Mrs. Ironing smiled brightly about her. It was one of her irritating traits that she should be so bright as well as so stupid, for this lent weight to the theory, very prevalent during these years in England, that if you had any brains you must be a cynic. To think well of life meant simply that you were Shakespeare's Idiot's Tale, signifying nothing as indeed Mrs. Ironing did.

She said now, with a kind of gurgle because she was biting her thread:

'I expect there are compensations in being blind.'

'Oh yes, Gladys dear,' Miss Vergil in her deep, booming voice replied. 'Just as it is the best luck in the world to have no roof to your mouth, and there's nothing so lucky as being born with one leg shorter than the other!'

'Oh, do you think so?' said Mrs. Ironing happily. 'I should regard it as most unfortunate to have no roof——'

'Hell!' Miss Vergil cried, abruptly rising. 'I can't stand this any longer. To be blind! My God! And to come back to the very place you were in as a boy when you could see.'

'At any rate,' Mrs. Lamplough murmured, purring like a little kettle, 'he's got a young wife—years younger than himself—to lead him about. I hear from someone who lived quite near their place in Wiltshire that she's very undependable.'

'What do you mean, Alice?' Miss Vergil said sharply. 'Undependable?'

'Oh, I don't mean anything except that she's very young for her years and loses her temper in public and then apologizes in public too, which is so very embarrassing. Then she's fifteen years younger than her husband, which is quite a lot. They say she likes young men's company, and that, after all, is quite natural.'

'Certainly,' said Gladys Ironing. 'I like young men much better than old ones, just as Fred likes young girls——'

This was interrupted by hearty laughter from everybody, and Gladys opened her mouth and stared and rubbed her nose and said:

'Well, I really don't know what I've said ...'

Ten minutes later May Vergil and Phyllis Lock were alone in the room. They moved towards the door.
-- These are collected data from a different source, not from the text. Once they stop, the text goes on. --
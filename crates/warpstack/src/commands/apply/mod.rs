use std::sync::Arc;

use anyhow::Context;
use warpstack_cli_common::{logger, spinner::Spinner};
use warpstack_cli_config::{
    traits::ReadConfig, ChainMetadataStore, ChainSubmissionStrategy, WarpCoreConfig,
    WarpDeployConfig, WarpRouteRegistry,
};
use xshell::Shell;

use crate::{
    messages::{
        msg_applied_outro, msg_deployer_account, msg_failure_table, MSG_APPLY_INTRO,
        MSG_COMPUTING_UPDATES_SPINNER, MSG_FAILED_CHAINS_TITLE, MSG_FRESH_ROUTE,
        MSG_NO_UPDATES_NEEDED, MSG_STRICT_FAILURES_ERR,
    },
    reconcile::{TransactionDispatcher, WarpApplyEngine},
    sdk::{
        ChainProvider, EvmChainProvider, EvmRouterUpdater, ForgeRouterDeployer,
        RegistryRoutePersister,
    },
};

pub mod args;

use args::ApplyArgs;

pub async fn run(shell: &Shell, args: ApplyArgs) -> anyhow::Result<()> {
    let args = args.fill_values_with_prompt();
    logger::intro(MSG_APPLY_INTRO);

    let target = WarpDeployConfig::read(shell, &args.config)?;

    let observed = match &args.warp {
        Some(path) => WarpCoreConfig::read(shell, path)?,
        None => {
            logger::info(MSG_FRESH_ROUTE);
            WarpCoreConfig::default()
        }
    };

    let store = ChainMetadataStore::load(shell, &args.chains)?;
    let strategy = match &args.strategy {
        Some(path) => ChainSubmissionStrategy::read(shell, path)?,
        None => ChainSubmissionStrategy::default(),
    };

    let route_chains: Vec<String> = target.chains.keys().cloned().collect();
    let provider = Arc::new(
        EvmChainProvider::new(store.clone(), args.private_key, &route_chains)
            .context("Failed to initialize chain clients")?,
    );
    if let Some(chain) = route_chains.first() {
        logger::info(msg_deployer_account(provider.signer_address(chain)?));
    }
    let updater = EvmRouterUpdater::new(provider.clone());
    let deployer = ForgeRouterDeployer::new(args.contracts.clone(), store, args.private_key);
    let registry = WarpRouteRegistry::new(&args.registry);
    let persister = RegistryRoutePersister::new(registry.clone());

    let engine = WarpApplyEngine::new(provider.as_ref(), &deployer, &updater, &persister);
    let spinner = Spinner::new(MSG_COMPUTING_UPDATES_SPINNER);
    let plan = match engine.run(&target, &observed).await {
        Ok(plan) => {
            spinner.finish();
            plan
        }
        Err(err) => {
            spinner.fail();
            return Err(err.into());
        }
    };

    if plan.is_no_op() {
        logger::outro(MSG_NO_UPDATES_NEEDED);
        return Ok(());
    }

    let receipts_dir = args
        .receipts_dir
        .unwrap_or_else(|| registry.receipts_dir());
    shell.create_dir(&receipts_dir)?;

    let dispatcher =
        TransactionDispatcher::new(shell, provider.as_ref(), strategy, receipts_dir);
    let outcome = dispatcher.dispatch(plan.transactions).await;

    let mut failures = plan.failures;
    failures.extend(outcome.failures);

    if !failures.is_empty() {
        logger::new_empty_line();
        logger::note(MSG_FAILED_CHAINS_TITLE, msg_failure_table(&failures));
        if args.strict {
            anyhow::bail!(MSG_STRICT_FAILURES_ERR);
        }
    }

    logger::outro(msg_applied_outro(outcome.receipts.len(), failures.len()));
    Ok(())
}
'I meant what I said,' May Vergil said. 'To be blind—in this weather. To be married to someone years younger—Isn't life awful, Phil? Intolerable! Oh no, of course you don't find it so. There are always men around, aren't there? Men! What a lot! However, I won't start that again.' She put her hand for a moment on Phyllis' sleeve, then quickly removed it.

'Did you see her?' Phyllis Lock asked. 'In the car, I mean. Wasn't she lovely? With that dark curly head? Isn't it funny to think he's never seen her? Held her in his arms and all that, but never seen her? He can't really know what she's like, however often he's told. And she's so lovely—with a head like a Greek statue.'

The village green enjoyed a space and time of absolute peace and tranquillity. Two seagulls, after circling the roofs and screaming their eager, scornful contempt, settled down upon the sun-warmed grass, and moved, raising at a moment their blood-stained beaks to heaven, deliberately—arrogant owners of this lovely world.